_ASSIGNMENT_:
Check each line of the material, and show the ones that include the word "could".

_THE RECORDS_:

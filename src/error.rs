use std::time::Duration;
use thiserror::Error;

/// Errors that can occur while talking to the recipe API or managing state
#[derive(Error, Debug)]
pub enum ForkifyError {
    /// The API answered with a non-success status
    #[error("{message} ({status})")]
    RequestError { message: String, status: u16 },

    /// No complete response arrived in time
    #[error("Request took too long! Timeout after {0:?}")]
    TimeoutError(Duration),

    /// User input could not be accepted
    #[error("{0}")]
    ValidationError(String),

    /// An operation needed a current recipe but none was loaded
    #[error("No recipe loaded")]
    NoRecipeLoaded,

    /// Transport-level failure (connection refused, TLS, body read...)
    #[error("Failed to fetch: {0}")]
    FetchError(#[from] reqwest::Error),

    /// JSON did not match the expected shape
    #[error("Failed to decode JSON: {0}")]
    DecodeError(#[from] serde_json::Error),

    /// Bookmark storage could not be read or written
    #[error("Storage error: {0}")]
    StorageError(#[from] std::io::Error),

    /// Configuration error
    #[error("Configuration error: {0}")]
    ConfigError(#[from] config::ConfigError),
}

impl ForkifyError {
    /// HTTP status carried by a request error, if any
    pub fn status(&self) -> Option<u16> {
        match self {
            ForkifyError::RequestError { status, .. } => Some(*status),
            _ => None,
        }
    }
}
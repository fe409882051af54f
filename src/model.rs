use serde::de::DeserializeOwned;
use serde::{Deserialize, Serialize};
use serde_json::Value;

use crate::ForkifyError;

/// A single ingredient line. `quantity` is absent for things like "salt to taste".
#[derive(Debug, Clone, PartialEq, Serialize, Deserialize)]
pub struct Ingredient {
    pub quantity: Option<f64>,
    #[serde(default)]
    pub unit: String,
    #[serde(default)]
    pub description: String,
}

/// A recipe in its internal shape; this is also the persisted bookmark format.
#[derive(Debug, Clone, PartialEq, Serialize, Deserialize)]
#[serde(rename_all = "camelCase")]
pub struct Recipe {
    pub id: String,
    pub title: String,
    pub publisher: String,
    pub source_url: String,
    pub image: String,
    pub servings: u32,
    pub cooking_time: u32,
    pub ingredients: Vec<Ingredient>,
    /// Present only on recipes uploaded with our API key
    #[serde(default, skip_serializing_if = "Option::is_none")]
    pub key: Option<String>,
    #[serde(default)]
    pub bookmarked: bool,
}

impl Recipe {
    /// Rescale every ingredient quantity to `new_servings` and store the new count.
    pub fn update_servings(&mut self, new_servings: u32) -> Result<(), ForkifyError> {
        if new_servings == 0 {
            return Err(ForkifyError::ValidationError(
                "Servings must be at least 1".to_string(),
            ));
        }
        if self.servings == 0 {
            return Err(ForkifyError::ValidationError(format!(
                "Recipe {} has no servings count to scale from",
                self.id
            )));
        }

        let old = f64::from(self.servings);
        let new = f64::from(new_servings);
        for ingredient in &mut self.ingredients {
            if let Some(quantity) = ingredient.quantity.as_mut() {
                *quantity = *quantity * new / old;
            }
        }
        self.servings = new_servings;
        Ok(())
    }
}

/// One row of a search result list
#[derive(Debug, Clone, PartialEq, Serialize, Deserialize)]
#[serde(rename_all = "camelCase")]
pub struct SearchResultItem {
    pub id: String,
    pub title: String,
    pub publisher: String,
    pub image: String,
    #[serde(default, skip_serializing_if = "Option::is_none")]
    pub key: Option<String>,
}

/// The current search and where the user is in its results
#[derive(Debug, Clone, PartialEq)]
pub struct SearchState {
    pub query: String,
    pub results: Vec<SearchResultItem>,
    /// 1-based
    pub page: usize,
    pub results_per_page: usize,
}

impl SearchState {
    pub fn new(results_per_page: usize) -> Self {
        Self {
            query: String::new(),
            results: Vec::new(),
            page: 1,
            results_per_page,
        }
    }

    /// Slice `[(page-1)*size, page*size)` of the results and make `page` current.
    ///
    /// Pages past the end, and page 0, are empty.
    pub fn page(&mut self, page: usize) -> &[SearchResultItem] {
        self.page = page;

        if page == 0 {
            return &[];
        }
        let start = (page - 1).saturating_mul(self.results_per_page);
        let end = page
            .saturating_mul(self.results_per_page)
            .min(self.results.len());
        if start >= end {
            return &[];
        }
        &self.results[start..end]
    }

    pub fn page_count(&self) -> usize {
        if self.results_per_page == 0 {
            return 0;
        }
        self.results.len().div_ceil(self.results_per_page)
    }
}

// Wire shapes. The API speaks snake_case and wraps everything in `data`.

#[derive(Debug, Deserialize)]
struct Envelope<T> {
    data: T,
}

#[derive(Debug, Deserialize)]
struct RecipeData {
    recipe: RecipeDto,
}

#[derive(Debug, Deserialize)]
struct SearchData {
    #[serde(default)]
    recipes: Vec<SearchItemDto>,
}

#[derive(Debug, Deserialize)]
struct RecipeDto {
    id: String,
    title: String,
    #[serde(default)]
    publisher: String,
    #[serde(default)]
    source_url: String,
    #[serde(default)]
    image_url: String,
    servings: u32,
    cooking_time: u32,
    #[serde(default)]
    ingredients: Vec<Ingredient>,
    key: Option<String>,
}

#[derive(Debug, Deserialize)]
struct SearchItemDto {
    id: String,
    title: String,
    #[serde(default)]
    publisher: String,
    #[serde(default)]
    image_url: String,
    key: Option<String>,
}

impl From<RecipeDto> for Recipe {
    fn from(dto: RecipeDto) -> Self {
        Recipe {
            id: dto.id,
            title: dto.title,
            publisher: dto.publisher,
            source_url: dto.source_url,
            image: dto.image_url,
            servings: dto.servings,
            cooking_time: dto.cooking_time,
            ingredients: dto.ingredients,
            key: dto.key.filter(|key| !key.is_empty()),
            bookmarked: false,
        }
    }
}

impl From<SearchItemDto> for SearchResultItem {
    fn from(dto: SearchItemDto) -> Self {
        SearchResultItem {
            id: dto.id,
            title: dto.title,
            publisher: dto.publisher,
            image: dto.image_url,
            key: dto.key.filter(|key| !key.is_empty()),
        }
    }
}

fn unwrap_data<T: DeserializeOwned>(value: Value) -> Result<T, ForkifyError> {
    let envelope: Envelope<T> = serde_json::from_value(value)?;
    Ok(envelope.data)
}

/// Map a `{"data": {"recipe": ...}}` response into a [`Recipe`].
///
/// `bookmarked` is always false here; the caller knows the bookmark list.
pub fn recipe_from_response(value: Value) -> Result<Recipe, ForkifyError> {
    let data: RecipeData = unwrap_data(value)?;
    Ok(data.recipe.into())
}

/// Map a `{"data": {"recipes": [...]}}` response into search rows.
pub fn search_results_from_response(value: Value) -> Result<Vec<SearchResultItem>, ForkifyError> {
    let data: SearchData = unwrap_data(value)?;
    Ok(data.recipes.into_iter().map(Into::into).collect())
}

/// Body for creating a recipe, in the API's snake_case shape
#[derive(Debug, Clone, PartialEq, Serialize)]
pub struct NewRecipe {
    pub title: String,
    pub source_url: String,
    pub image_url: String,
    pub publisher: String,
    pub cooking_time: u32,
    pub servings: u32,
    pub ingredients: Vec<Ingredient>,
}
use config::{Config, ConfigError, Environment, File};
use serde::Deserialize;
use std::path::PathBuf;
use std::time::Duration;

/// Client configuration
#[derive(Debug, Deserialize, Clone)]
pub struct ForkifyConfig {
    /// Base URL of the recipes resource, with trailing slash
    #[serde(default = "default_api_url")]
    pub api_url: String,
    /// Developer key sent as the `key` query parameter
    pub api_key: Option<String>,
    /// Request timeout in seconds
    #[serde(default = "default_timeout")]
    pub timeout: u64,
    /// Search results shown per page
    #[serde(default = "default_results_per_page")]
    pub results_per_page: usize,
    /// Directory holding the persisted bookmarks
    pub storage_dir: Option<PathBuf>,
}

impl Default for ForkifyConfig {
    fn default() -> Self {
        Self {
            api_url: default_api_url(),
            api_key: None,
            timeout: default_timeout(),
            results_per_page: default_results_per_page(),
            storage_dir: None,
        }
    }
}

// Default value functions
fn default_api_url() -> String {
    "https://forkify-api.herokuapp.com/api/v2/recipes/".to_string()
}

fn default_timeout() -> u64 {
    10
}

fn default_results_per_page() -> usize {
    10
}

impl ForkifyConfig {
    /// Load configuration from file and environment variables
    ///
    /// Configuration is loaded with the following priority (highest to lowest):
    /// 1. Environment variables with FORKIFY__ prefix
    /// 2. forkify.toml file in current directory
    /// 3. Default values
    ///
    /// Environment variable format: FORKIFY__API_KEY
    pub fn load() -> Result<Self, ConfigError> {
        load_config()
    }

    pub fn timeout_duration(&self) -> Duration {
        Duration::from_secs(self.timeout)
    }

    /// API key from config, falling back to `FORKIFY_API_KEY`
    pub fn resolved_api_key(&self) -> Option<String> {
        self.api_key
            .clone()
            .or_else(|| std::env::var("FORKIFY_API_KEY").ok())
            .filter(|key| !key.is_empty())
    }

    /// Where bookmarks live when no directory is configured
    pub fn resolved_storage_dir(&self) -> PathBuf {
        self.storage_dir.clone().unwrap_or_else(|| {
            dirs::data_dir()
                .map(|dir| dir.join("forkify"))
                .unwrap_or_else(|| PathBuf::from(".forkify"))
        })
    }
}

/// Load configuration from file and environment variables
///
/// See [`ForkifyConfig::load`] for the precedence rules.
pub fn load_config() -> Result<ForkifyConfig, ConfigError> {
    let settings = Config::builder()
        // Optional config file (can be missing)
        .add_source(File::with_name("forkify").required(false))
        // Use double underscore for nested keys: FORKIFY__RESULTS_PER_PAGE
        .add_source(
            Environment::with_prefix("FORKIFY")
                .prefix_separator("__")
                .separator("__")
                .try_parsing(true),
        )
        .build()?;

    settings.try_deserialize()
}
* * *
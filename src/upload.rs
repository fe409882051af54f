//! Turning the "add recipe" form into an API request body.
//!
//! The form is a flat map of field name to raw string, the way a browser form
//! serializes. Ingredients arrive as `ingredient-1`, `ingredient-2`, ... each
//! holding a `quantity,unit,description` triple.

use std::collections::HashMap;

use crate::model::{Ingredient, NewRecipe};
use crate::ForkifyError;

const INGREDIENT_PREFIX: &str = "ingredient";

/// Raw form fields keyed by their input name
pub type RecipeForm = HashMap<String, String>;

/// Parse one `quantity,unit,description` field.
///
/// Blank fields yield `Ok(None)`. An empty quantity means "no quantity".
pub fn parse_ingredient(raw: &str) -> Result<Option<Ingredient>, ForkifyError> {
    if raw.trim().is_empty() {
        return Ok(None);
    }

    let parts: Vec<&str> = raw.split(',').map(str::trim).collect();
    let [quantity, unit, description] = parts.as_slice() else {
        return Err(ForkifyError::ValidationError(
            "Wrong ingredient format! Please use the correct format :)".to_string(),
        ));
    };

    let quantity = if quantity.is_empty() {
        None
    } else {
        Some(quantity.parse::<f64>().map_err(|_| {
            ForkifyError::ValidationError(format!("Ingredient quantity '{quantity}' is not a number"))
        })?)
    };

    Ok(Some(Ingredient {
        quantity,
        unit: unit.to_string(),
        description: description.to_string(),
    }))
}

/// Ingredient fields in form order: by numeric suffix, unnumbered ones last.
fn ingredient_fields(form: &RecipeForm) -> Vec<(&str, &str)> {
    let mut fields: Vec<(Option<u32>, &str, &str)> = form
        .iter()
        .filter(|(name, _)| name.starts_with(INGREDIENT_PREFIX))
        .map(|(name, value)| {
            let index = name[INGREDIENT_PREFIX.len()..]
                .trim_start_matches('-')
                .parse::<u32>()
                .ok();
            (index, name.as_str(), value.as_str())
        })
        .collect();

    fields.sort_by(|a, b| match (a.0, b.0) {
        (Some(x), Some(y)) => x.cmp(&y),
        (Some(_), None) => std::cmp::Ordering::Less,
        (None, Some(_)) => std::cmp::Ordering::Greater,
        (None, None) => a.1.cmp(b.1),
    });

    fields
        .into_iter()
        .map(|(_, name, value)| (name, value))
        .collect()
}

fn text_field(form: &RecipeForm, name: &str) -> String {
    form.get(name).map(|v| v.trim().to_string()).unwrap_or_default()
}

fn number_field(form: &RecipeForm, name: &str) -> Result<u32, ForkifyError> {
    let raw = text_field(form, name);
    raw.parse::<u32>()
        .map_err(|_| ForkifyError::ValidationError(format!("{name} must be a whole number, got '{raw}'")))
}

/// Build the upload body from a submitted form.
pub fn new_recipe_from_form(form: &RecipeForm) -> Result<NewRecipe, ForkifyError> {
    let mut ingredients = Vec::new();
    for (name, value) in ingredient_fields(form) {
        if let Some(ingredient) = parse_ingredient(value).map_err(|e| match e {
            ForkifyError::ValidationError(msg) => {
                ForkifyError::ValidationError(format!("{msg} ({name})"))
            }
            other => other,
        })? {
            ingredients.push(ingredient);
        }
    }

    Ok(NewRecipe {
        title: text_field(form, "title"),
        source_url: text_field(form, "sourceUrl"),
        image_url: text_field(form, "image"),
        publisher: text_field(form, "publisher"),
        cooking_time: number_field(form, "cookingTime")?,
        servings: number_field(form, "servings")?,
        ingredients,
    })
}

_RESPONSE TO THE EXERCISE_:
    /// User input could not be accepted
    /// Bookmark storage could not be read or written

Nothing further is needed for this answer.